Reputation: 265
The SSE code I have got was written for x64, where the stack is aligned by 16. The optimised code paths have now been requested for 32-bit x86 (for MSVC/Windows and GCC/Linux). Getting this working on MSVC first.
Now apart from some inlines that took more than 3 __m128
parameters which it refused to compile (fixed by making a const ref and hoping the compiler will optimize it out) everything seems to work as is.
//error C2719: 'd': formal parameter with __declspec(align('16')) won't be aligned
inline __m128i foo(__m128i a, __m128i b, __m128i c, __m128i d) {...}
However I was under the impression the stack is not 16byte aligned on x86 Windows. Yet some __declspec(align(16))
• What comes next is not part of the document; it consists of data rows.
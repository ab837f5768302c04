//! Conversion orchestration.
//!
//! `driver` holds the three operations of the conversion driver: building
//! every stale target, converting a single file, and cleaning the output
//! directory.

/// Build, single-file conversion and clean operations
pub mod driver;

pub use driver::{CleanOutcome, build_all, clean, convert_one, ensure_output_dir};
arrays on the stack didn't even get a warning, and I am sure it must be pushing and popping the __m128
s (I recall working out 12 registers were required on x64, and even then it moved some to the stack it didn't need for a bit and did its own thing anyway).
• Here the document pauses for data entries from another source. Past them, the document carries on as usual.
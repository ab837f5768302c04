//! Core library for converting FLE logbooks to ADIF with an external converter.
//!
//! This crate discovers `.fle` sources, decides which `.adi` targets are
//! missing or stale, and runs the FLEcli converter once per stale source on
//! a bounded worker pool. It also removes the output directory on request.
//!
//! ## Usage Example
//!
//! ```rust,no_run
//! use flebuild_core::{BuildConfigBuilder, CancellationToken, ProcessConverter, build_all};
//! use flebuild_core::reporting::TerminalReporter;
//!
//! let config = BuildConfigBuilder::new()
//!     .source_dir("src")
//!     .output_dir("out")
//!     .jobs(4)
//!     .build()
//!     .unwrap();
//!
//! let converter = ProcessConverter::new(config.converter.clone());
//! let reporter = TerminalReporter::new(true);
//! let summary = build_all(&config, &converter, &reporter, &CancellationToken::new()).unwrap();
//! if !summary.is_success() {
//!     eprintln!("failed: {}", summary.failed_names().join(", "));
//! }
//! ```

pub mod cancel;
pub mod config;
pub mod discovery;
pub mod error;
pub mod external;
pub mod plan;
pub mod processing;
pub mod reporting;

// Re-exports for public API
pub use cancel::CancellationToken;
pub use config::{BuildConfig, BuildConfigBuilder, ConfigFile};
pub use discovery::{find_source_files, target_path_for};
pub use error::{CoreError, CoreResult};
pub use external::{Converter, ProcessConverter, check_dependency};
pub use plan::{BuildPlan, ConversionJob, Freshness, plan};
pub use processing::{CleanOutcome, build_all, clean, convert_one};
pub use reporting::{BuildSummary, Reporter};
I even added some asserts on the array memory addresses (and turned off NDEBUG) and they all seem to pass.
__declspec(align(16)) uint32_t blocks[64];
assert(((uintptr_t)blocks) % 16 == 0);
__m128i a = ...;
__m128i b = ...;
__m128i c = ...;
__m128i d = ...;
__m128i e = ...;
__m128i f = ...;
__m128i g = ...;
//do other stuff, which surely means there is not enough registers on x86
Did I just get really lucky or is there some magic going on here to realign the stack? And is this portable? I am sure I recall having issues getting some D3DX stuff to align on x86 when I was doing D3D9 back with VS2008.
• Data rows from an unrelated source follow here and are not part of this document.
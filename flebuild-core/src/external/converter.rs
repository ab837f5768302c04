// ============================================================================
// flebuild-core/src/external/converter.rs
// ============================================================================
//
// PROCESS CONVERTER: Subprocess Execution of FLEcli
//
// Runs the converter as `<tool> adif -o <source> <target>` with stdout and
// stderr piped into reader threads. The child is polled so a cancellation
// request can kill it; the exit status is the only thing interpreted.

use super::{Converter, check_dependency};
use crate::cancel::CancellationToken;
use crate::config::CONVERTER_SUBCOMMAND;
use crate::error::{
    CoreError, CoreResult, command_start_error, command_wait_error, conversion_failed_error,
};

use std::io::Read;
use std::path::Path;
use std::process::{Command, Stdio};
use std::thread::{self, JoinHandle};
use std::time::{Duration, Instant};

/// How often a running converter is checked for exit or cancellation.
const POLL_INTERVAL: Duration = Duration::from_millis(25);

/// How long a converter killed by a signal waits for the interrupt handler
/// to mark the build cancelled.
const SIGNAL_GRACE: Duration = Duration::from_millis(250);

/// Converter backed by an external executable.
#[derive(Debug, Clone)]
pub struct ProcessConverter {
    program: String,
}

impl ProcessConverter {
    pub fn new(program: impl Into<String>) -> Self {
        Self {
            program: program.into(),
        }
    }

    /// Builds the exact command line for one conversion.
    pub fn command(&self, source: &Path, target: &Path) -> Command {
        let mut cmd = Command::new(&self.program);
        cmd.arg(CONVERTER_SUBCOMMAND)
            .arg("-o")
            .arg(source)
            .arg(target);
        cmd
    }
}

impl Converter for ProcessConverter {
    fn name(&self) -> &str {
        &self.program
    }

    fn ensure_available(&self) -> CoreResult<()> {
        check_dependency(&self.program).map(|_| ())
    }

    fn convert(&self, source: &Path, target: &Path, cancel: &CancellationToken) -> CoreResult<()> {
        let mut cmd = self.command(source, target);
        log::debug!("Running: {}", format_command(&cmd));

        let mut child = cmd
            .stdin(Stdio::null())
            .stdout(Stdio::piped())
            .stderr(Stdio::piped())
            .spawn()
            .map_err(|e| command_start_error(&self.program, e))?;

        let stdout_handle = child.stdout.take().map(|out| spawn_reader(out, "stdout"));
        let stderr_handle = child.stderr.take().map(|err| spawn_reader(err, "stderr"));

        let status = loop {
            match child.try_wait() {
                Ok(Some(status)) => break status,
                Ok(None) if cancel.is_cancelled() => {
                    log::debug!("Killing converter for {}", source.display());
                    let _ = child.kill();
                    let _ = child.wait();
                    // Readers are not joined: a grandchild may still hold the pipes.
                    drop(stdout_handle);
                    drop(stderr_handle);
                    return Err(CoreError::Cancelled(source.to_path_buf()));
                }
                Ok(None) => thread::sleep(POLL_INTERVAL),
                Err(e) => {
                    let _ = child.kill();
                    let _ = child.wait();
                    return Err(command_wait_error(&self.program, e));
                }
            }
        };

        let stdout = collect_output(stdout_handle);
        let stderr = collect_output(stderr_handle);

        if status.success() {
            return Ok(());
        }
        // A terminal interrupt reaches the converter too, possibly before the
        // handler thread has set the token; its death is not a conversion
        // failure.
        let killed_by_signal = status.code().is_none();
        if cancel.is_cancelled() || (killed_by_signal && cancel_arrives(cancel, SIGNAL_GRACE)) {
            return Err(CoreError::Cancelled(source.to_path_buf()));
        }

        // Some converters report errors on stdout only.
        let diagnostics = if stderr.trim().is_empty() { stdout } else { stderr };
        Err(conversion_failed_error(source, status, diagnostics))
    }
}

/// Waits up to `grace` for the token to be set.
fn cancel_arrives(cancel: &CancellationToken, grace: Duration) -> bool {
    let deadline = Instant::now() + grace;
    while Instant::now() < deadline {
        if cancel.is_cancelled() {
            return true;
        }
        thread::sleep(POLL_INTERVAL);
    }
    cancel.is_cancelled()
}

fn spawn_reader<R>(mut stream: R, label: &'static str) -> JoinHandle<String>
where
    R: Read + Send + 'static,
{
    thread::spawn(move || {
        let mut buf = Vec::new();
        if let Err(e) = stream.read_to_end(&mut buf) {
            log::debug!("Error reading converter {}: {}", label, e);
        }
        let text = String::from_utf8_lossy(&buf).into_owned();
        for line in text.lines() {
            log::debug!("{}: {}", label.to_uppercase(), line);
        }
        text
    })
}

fn collect_output(handle: Option<JoinHandle<String>>) -> String {
    handle
        .and_then(|h| h.join().ok())
        .unwrap_or_default()
}

/// Renders a command for logs, e.g. `FLEcli adif -o src/a.fle out/a.adi`.
pub fn format_command(cmd: &Command) -> String {
    let mut parts = vec![cmd.get_program().to_string_lossy().into_owned()];
    parts.extend(cmd.get_args().map(|arg| arg.to_string_lossy().into_owned()));
    parts.join(" ")
}

#[cfg(test)]
mod tests {
    use super::*;

    #[test]
    fn builds_converter_arguments_in_order() {
        let converter = ProcessConverter::new("FLEcli");
        let cmd = converter.command(Path::new("src/a.fle"), Path::new("out/a.adi"));

        assert_eq!(format_command(&cmd), "FLEcli adif -o src/a.fle out/a.adi");
    }

    #[test]
    fn missing_program_is_tool_missing_at_spawn() {
        let converter = ProcessConverter::new("flebuild-surely-not-installed-42");
        let err = converter
            .convert(
                Path::new("src/a.fle"),
                Path::new("out/a.adi"),
                &CancellationToken::new(),
            )
            .unwrap_err();
        assert!(err.is_tool_missing());
    }

    #[cfg(unix)]
    mod unix {
        use super::*;
        use std::fs;
        use std::os::unix::fs::PermissionsExt;
        use std::path::PathBuf;
        use tempfile::TempDir;

        fn script(dir: &TempDir, body: &str) -> PathBuf {
            let path = dir.path().join("fake-flecli");
            fs::write(&path, format!("#!/bin/sh\n{body}\n")).unwrap();
            fs::set_permissions(&path, fs::Permissions::from_mode(0o755)).unwrap();
            path
        }

        #[test]
        fn success_writes_target() {
            let dir = tempfile::tempdir().unwrap();
            let program = script(&dir, r#"cp "$3" "$4""#);
            let source = dir.path().join("a.fle");
            let target = dir.path().join("a.adi");
            fs::write(&source, "mycall N0CALL").unwrap();

            let converter = ProcessConverter::new(program.to_str().unwrap());
            converter
                .convert(&source, &target, &CancellationToken::new())
                .unwrap();

            assert_eq!(fs::read_to_string(&target).unwrap(), "mycall N0CALL");
        }

        #[test]
        fn failure_carries_status_and_stderr() {
            let dir = tempfile::tempdir().unwrap();
            let program = script(&dir, "echo 'line 3: unknown band' >&2\nexit 4");
            let converter = ProcessConverter::new(program.to_str().unwrap());

            let err = converter
                .convert(
                    Path::new("b.fle"),
                    &dir.path().join("b.adi"),
                    &CancellationToken::new(),
                )
                .unwrap_err();

            match err {
                CoreError::ConversionFailed {
                    source_file,
                    status,
                    stderr,
                } => {
                    assert_eq!(source_file, PathBuf::from("b.fle"));
                    assert_eq!(status, Some(4));
                    assert_eq!(stderr, "line 3: unknown band\n");
                }
                e => panic!("Unexpected error type: {:?}", e),
            }
        }

        #[test]
        fn failure_falls_back_to_stdout() {
            let dir = tempfile::tempdir().unwrap();
            let program = script(&dir, "echo 'parse error'\nexit 1");
            let converter = ProcessConverter::new(program.to_str().unwrap());

            let err = converter
                .convert(
                    Path::new("c.fle"),
                    &dir.path().join("c.adi"),
                    &CancellationToken::new(),
                )
                .unwrap_err();

            match err {
                CoreError::ConversionFailed { stderr, .. } => {
                    assert_eq!(stderr, "parse error\n")
                }
                e => panic!("Unexpected error type: {:?}", e),
            }
        }

        #[test]
        fn signal_death_before_cancel_flag_is_cancellation() {
            let dir = tempfile::tempdir().unwrap();
            let program = script(&dir, "kill -TERM $$");
            let converter = ProcessConverter::new(program.to_str().unwrap());

            let cancel = CancellationToken::new();
            let trigger = cancel.clone();
            let handler = thread::spawn(move || {
                thread::sleep(Duration::from_millis(60));
                trigger.cancel();
            });

            let err = converter
                .convert(Path::new("e.fle"), &dir.path().join("e.adi"), &cancel)
                .unwrap_err();
            handler.join().unwrap();

            assert!(matches!(err, CoreError::Cancelled(_)));
        }

        #[test]
        fn signal_death_without_cancel_is_failure() {
            let dir = tempfile::tempdir().unwrap();
            let program = script(&dir, "kill -TERM $$");
            let converter = ProcessConverter::new(program.to_str().unwrap());

            let err = converter
                .convert(
                    Path::new("f.fle"),
                    &dir.path().join("f.adi"),
                    &CancellationToken::new(),
                )
                .unwrap_err();

            match err {
                CoreError::ConversionFailed { status, .. } => assert_eq!(status, None),
                e => panic!("Unexpected error type: {:?}", e),
            }
        }

        #[test]
        fn cancellation_kills_running_converter() {
            let dir = tempfile::tempdir().unwrap();
            let program = script(&dir, "exec sleep 30");
            let converter = ProcessConverter::new(program.to_str().unwrap());

            let cancel = CancellationToken::new();
            let trigger = cancel.clone();
            let canceller = thread::spawn(move || {
                thread::sleep(Duration::from_millis(200));
                trigger.cancel();
            });

            let start = Instant::now();
            let err = converter
                .convert(Path::new("d.fle"), &dir.path().join("d.adi"), &cancel)
                .unwrap_err();
            canceller.join().unwrap();

            assert!(matches!(err, CoreError::Cancelled(_)));
            assert!(start.elapsed() < Duration::from_secs(10));
        }
    }
}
One thing I did get a bunch of warnings for however was the __m128
-> __m128&
conversions being non-standard. Is this really not supported on some compiler that does support SSE, and how is one meant to avoid it (e.g. inlines with output __m128
's, or more than 3 params)?
Also a quick look suggests somehow MS themselves break these rules (e.g. XMMatrixTransformation http://msdn.microsoft.com/en-us/library/windows/desktop/microsoft.directx_sdk.matrix.xmmatrixtransformation%28v=vs.85%29.aspx takes 6 SSE objects, the only difference I can see being there wrapped in structs)
XMMATRIX XMMatrixTransformation(
[in] XMVECTOR ScalingOrigin,
[in] XMVECTOR ScalingOrientationQuaternion,
[in] XMVECTOR Scaling,
[in] XMVECTOR RotationOrigin,
[in] XMVECTOR RotationQuaternion,
[in] XMVECTOR Translation
);
Upvotes: 2
Views: 1066
Reputation: 13634
The variables on stack are aligned. As far as I recall, Visual C++ always properly overaligned stack variables.
The error that you see for the fourth parameter is that your Visual C++ is not able to pass overaligned type as a value parameter passed as a pointer on stack. The first three are passed via registers.
Use __vectorcall
to pass more parameters via registers (six), and to pass the rest of the parameters by stack value (thus avoiding the error even for 7th parameter).
Use the latest Visual C++ which can pass overaligned types normally (starting in Visual C++ 2017). (There was a bug fixed relatively recently, but it was about passing non-trivially copyable overaligned types, xmm types are trivially copyable, so they are fine).
Better use both latest Visual C++ and __vectorcall
:-)
Upvotes: 1